[SOURCE MATERIAL]

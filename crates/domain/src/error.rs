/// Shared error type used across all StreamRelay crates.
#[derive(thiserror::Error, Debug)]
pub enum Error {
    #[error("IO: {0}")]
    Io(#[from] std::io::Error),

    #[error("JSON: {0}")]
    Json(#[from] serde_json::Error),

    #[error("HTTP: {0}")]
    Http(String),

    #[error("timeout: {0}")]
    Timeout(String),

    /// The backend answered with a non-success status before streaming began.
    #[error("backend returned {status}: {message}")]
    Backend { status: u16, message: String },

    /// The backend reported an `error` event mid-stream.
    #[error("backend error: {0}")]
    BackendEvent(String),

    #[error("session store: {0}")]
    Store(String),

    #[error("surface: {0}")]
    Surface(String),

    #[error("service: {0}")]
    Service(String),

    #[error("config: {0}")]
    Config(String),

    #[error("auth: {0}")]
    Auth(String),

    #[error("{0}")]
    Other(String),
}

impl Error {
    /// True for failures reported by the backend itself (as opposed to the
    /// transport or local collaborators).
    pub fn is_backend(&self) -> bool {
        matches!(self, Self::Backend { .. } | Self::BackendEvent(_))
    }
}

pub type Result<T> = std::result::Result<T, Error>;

* * *

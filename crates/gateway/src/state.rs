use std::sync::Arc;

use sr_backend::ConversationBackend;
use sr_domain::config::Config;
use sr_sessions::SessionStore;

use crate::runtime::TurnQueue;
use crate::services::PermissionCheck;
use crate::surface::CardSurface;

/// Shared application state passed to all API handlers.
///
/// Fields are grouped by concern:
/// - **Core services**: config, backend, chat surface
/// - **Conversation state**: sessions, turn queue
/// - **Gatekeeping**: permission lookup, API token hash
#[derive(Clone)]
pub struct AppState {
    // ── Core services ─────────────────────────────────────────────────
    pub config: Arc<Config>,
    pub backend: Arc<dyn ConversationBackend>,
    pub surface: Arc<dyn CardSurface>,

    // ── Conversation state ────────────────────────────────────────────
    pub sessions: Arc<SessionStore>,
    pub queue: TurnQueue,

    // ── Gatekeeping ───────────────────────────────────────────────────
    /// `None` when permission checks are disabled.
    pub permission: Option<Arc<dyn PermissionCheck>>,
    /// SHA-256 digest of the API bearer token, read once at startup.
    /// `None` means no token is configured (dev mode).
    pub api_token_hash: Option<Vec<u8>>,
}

---

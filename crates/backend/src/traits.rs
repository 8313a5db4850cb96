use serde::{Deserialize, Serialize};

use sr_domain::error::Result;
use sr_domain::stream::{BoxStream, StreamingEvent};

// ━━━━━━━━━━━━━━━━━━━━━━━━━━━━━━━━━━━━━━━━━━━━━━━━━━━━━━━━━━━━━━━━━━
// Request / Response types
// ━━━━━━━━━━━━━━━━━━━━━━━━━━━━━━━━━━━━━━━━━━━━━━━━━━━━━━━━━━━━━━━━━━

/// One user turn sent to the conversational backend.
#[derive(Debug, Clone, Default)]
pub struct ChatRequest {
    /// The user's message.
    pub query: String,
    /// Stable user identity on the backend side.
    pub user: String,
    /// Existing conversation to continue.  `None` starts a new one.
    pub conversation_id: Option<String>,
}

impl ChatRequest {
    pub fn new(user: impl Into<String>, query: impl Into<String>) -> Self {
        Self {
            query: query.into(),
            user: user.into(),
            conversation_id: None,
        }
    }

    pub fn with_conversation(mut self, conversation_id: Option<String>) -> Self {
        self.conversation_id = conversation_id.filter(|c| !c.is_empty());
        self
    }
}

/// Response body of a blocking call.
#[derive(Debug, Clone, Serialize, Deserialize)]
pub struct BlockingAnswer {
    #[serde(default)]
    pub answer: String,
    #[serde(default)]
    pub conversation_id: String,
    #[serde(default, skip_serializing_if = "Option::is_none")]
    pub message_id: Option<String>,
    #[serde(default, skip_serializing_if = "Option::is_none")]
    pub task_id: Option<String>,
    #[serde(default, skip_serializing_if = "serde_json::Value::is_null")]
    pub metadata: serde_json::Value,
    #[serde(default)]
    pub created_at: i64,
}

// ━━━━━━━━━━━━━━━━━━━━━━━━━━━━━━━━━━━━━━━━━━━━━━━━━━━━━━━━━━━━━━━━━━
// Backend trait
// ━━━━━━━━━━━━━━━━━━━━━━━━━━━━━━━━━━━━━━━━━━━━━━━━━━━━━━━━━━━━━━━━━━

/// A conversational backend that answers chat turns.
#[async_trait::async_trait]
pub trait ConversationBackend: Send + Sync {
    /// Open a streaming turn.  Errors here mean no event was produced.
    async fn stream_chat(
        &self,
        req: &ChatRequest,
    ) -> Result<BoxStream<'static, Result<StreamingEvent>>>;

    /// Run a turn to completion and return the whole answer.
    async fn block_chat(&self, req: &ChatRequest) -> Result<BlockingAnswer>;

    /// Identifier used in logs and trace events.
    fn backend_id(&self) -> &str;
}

[WHAT YOU NEED TO DO] Beginning with the line above that contains "API token hash", copy each line exactly up to and including the line that contains "pub surface: Arc<dyn", and go no further.

[RESPONSE]
/// - **Gatekeeping**: permission lookup, API token hash
#[derive(Clone)]
pub struct AppState {
    // ── Core services ─────────────────────────────────────────────────
    pub config: Arc<Config>,
    pub backend: Arc<dyn ConversationBackend>,
    pub surface: Arc<dyn CardSurface>,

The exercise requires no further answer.